--- DATA FOR PROCESSING ---

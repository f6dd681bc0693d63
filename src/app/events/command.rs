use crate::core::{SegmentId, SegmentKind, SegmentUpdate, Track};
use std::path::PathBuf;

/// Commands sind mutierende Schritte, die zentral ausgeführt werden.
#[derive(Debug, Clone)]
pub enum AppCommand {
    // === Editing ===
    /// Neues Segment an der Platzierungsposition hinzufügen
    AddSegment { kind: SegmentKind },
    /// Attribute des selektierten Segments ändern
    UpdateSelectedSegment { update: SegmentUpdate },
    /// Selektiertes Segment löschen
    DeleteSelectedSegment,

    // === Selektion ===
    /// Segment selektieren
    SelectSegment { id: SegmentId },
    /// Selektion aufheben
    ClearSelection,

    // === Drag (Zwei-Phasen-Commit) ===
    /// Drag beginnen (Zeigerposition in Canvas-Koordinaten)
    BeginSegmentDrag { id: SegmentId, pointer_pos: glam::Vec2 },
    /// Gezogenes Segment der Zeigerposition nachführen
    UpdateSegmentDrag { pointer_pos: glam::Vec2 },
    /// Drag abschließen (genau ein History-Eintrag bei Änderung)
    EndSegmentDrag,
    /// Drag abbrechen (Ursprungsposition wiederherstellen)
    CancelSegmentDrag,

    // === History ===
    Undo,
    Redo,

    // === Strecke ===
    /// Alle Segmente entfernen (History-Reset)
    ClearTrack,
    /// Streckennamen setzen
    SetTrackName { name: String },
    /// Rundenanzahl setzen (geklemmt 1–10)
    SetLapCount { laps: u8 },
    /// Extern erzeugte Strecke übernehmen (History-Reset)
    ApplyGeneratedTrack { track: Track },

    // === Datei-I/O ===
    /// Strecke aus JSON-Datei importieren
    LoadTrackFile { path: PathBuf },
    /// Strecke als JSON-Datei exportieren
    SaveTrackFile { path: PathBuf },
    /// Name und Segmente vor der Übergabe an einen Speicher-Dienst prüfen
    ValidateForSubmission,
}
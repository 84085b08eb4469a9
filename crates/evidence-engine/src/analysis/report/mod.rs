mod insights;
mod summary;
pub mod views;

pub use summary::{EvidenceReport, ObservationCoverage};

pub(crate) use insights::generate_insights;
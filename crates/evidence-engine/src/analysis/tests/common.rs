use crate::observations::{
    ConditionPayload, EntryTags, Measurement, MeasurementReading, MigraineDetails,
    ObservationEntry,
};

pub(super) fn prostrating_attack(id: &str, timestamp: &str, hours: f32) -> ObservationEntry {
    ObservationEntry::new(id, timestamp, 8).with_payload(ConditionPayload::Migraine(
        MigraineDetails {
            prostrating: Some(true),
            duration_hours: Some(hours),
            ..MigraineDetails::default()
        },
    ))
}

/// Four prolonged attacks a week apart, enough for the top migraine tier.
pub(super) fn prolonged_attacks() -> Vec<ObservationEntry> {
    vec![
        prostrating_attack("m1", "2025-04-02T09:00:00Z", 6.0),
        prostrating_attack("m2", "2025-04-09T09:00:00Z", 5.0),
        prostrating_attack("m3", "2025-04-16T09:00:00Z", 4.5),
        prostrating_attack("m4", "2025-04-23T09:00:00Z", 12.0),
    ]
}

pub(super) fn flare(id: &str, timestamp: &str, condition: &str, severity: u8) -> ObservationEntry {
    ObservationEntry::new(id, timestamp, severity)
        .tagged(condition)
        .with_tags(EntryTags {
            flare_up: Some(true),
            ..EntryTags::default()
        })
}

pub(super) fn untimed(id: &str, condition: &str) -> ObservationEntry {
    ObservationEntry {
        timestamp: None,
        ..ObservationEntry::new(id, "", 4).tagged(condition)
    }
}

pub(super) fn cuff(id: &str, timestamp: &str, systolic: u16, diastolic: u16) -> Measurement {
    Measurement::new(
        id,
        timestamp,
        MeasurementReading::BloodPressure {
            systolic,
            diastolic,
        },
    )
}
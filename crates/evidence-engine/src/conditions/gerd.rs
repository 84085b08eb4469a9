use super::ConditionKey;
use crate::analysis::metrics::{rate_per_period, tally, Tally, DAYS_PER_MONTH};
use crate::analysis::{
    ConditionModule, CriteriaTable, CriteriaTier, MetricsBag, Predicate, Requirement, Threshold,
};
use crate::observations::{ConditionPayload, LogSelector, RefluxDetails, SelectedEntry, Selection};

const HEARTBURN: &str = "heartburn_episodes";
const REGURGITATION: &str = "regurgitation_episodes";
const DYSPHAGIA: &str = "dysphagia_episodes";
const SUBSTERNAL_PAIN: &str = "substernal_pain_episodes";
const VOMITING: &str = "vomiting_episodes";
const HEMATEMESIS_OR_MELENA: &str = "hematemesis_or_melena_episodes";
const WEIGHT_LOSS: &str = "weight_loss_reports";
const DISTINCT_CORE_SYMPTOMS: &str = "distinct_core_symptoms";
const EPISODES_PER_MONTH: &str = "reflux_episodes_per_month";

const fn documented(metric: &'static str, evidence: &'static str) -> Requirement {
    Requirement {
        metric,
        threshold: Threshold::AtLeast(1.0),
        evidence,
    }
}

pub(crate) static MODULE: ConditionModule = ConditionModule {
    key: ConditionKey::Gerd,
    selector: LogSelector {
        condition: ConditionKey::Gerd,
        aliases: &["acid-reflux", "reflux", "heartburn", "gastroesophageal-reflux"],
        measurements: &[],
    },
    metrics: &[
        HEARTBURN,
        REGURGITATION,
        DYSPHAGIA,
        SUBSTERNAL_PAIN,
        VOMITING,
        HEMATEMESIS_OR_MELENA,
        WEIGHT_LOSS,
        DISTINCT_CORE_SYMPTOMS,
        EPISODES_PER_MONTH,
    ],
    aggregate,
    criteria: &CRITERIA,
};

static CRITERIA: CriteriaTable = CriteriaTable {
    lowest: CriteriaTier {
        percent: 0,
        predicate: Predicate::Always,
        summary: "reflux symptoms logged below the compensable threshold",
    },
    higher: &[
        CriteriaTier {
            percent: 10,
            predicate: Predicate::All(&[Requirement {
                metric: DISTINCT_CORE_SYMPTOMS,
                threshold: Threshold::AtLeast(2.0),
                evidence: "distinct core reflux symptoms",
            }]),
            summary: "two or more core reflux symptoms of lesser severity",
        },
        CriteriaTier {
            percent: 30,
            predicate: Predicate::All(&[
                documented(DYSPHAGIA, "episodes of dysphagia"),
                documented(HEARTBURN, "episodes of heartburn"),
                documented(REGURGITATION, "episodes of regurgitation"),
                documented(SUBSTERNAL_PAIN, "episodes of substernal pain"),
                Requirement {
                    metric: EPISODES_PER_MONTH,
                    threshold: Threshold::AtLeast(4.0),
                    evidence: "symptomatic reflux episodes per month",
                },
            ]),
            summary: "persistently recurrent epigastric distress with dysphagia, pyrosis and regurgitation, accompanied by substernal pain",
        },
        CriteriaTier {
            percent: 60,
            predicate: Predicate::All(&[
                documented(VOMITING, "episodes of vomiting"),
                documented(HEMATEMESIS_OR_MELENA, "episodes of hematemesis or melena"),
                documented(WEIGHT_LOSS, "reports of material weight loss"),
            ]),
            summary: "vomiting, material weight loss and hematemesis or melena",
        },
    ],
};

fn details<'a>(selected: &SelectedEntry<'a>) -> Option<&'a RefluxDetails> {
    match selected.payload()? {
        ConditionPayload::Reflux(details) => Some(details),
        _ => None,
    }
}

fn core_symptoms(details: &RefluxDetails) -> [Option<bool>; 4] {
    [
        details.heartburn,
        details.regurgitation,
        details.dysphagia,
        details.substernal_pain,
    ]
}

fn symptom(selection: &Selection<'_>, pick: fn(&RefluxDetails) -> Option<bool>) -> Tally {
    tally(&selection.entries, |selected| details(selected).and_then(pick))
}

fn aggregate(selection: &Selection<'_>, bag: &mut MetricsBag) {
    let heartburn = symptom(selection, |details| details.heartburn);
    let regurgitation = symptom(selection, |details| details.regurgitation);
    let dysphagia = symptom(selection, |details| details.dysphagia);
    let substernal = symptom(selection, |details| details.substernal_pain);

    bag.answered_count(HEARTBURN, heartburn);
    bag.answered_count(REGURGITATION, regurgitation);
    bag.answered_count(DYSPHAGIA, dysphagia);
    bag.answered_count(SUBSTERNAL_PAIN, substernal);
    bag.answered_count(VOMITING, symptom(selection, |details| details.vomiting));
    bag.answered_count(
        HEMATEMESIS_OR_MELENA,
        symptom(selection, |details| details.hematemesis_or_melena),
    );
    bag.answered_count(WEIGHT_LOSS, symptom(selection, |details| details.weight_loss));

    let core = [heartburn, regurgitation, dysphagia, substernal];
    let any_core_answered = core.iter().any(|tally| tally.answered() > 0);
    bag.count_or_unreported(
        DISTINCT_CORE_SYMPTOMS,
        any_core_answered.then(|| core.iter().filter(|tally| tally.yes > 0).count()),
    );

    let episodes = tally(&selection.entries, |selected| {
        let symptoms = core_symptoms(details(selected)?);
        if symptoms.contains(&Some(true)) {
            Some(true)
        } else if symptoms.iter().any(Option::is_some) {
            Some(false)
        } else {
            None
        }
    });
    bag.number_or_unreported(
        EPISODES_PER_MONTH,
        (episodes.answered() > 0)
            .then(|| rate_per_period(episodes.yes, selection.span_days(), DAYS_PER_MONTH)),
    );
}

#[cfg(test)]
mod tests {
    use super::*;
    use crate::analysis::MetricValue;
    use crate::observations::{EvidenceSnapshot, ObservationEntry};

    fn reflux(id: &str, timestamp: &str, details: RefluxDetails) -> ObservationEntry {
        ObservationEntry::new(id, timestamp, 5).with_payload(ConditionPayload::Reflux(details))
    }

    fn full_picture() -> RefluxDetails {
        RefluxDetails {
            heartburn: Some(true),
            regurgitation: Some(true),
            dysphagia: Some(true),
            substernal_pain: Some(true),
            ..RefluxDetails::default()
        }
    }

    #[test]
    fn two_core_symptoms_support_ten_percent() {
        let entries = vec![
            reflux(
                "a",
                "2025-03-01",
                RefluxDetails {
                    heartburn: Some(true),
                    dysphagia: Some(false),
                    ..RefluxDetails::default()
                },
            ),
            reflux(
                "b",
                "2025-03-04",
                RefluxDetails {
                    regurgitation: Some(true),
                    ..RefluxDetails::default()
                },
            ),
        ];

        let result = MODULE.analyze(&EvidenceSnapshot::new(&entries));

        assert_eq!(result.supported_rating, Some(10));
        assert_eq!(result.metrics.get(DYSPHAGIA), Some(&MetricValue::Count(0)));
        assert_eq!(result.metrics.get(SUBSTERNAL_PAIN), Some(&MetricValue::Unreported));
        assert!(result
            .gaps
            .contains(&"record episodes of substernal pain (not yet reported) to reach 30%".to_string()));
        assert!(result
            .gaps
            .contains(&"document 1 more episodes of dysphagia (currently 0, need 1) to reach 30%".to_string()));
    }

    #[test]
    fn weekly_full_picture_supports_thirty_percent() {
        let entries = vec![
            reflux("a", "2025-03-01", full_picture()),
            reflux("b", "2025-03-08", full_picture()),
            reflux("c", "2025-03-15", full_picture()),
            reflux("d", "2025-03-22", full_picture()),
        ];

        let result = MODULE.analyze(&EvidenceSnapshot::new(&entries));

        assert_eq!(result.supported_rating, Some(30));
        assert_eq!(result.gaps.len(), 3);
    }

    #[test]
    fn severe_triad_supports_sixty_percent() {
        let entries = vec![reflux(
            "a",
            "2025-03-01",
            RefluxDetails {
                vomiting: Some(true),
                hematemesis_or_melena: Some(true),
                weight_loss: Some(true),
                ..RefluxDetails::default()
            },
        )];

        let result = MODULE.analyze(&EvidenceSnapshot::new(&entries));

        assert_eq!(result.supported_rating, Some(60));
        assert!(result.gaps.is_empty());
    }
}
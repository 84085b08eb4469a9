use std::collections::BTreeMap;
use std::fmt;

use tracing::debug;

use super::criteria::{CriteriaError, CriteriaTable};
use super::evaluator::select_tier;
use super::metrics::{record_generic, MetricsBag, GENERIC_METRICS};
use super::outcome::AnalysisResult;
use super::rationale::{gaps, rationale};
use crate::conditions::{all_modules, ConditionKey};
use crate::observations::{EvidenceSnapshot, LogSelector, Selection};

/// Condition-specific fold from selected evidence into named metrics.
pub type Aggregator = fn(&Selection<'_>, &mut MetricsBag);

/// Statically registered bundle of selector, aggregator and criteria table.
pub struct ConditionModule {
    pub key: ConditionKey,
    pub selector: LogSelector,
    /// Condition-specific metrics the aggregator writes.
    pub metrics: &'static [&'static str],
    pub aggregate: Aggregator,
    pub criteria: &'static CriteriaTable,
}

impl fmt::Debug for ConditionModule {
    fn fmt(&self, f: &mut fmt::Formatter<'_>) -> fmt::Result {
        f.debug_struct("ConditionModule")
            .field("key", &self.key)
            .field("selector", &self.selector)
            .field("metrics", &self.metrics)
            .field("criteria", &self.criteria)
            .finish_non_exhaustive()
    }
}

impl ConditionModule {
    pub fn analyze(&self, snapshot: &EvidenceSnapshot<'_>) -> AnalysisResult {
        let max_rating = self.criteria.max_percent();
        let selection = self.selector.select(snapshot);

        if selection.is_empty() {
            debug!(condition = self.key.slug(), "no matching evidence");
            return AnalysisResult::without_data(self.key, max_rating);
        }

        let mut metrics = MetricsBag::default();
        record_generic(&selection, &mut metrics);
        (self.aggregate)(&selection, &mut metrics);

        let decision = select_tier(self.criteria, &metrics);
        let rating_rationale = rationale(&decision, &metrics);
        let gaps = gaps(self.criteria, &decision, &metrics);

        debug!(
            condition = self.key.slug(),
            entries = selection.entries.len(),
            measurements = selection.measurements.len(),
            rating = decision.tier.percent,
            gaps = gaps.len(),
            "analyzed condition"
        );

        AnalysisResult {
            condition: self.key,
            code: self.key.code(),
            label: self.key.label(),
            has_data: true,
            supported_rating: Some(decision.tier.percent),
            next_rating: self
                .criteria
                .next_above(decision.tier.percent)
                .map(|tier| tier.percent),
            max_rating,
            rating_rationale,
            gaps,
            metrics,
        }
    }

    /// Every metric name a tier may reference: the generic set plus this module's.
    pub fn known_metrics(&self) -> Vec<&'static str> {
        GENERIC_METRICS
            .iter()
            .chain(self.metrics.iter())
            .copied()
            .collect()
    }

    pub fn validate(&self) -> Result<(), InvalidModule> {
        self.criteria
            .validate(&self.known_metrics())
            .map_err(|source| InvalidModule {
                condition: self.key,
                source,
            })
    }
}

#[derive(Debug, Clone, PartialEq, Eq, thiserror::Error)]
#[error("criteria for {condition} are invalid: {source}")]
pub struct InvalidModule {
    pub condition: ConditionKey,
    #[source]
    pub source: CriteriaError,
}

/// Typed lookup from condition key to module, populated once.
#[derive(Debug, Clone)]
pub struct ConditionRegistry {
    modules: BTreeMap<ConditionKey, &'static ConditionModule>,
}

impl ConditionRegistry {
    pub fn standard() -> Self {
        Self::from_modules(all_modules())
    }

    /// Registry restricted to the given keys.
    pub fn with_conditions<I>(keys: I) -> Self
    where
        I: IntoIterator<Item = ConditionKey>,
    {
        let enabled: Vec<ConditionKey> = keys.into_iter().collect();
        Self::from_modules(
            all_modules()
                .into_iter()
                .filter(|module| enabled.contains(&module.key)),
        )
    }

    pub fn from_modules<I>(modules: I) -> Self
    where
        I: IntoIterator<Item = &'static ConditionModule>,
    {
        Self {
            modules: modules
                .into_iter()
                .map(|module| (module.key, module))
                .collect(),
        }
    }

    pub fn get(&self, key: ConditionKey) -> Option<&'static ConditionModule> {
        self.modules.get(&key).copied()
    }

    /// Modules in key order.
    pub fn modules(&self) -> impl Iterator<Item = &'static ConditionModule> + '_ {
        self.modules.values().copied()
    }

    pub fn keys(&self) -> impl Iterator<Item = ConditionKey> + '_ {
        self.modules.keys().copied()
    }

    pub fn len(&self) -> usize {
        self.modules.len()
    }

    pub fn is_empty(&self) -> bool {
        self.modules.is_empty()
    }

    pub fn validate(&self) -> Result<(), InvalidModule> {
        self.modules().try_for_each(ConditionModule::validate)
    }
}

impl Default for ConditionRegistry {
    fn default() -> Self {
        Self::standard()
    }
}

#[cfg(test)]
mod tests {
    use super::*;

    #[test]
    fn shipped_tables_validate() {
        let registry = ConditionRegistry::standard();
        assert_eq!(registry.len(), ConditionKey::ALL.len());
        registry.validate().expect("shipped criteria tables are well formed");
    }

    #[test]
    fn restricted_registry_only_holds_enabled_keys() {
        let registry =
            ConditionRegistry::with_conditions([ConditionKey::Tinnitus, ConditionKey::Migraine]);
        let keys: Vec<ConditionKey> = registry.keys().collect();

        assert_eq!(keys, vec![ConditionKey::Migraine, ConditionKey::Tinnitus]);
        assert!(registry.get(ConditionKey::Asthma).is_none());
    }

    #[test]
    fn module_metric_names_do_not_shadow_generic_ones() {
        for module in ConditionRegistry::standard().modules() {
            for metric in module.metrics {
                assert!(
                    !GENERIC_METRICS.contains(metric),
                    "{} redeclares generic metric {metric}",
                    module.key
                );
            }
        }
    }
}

---

Return only the lines above that run from the opening line through the line containing "abbrechen (Ursprungsposition wiederherstellen)", exactly as written.

repository f6dd681bc0693d63
filename src/app/events/command.rs
use crate::core::{SegmentId, SegmentKind, SegmentUpdate, Track};
use std::path::PathBuf;

/// Commands sind mutierende Schritte, die zentral ausgeführt werden.
#[derive(Debug, Clone)]
pub enum AppCommand {
    // === Editing ===
    /// Neues Segment an der Platzierungsposition hinzufügen
    AddSegment { kind: SegmentKind },
    /// Attribute des selektierten Segments ändern
    UpdateSelectedSegment { update: SegmentUpdate },
    /// Selektiertes Segment löschen
    DeleteSelectedSegment,

    // === Selektion ===
    /// Segment selektieren
    SelectSegment { id: SegmentId },
    /// Selektion aufheben
    ClearSelection,

    // === Drag (Zwei-Phasen-Commit) ===
    /// Drag beginnen (Zeigerposition in Canvas-Koordinaten)
    BeginSegmentDrag { id: SegmentId, pointer_pos: glam::Vec2 },
    /// Gezogenes Segment der Zeigerposition nachführen
    UpdateSegmentDrag { pointer_pos: glam::Vec2 },
    /// Drag abschließen (genau ein History-Eintrag bei Änderung)
    EndSegmentDrag,
    /// Drag abbrechen (Ursprungsposition wiederherstellen)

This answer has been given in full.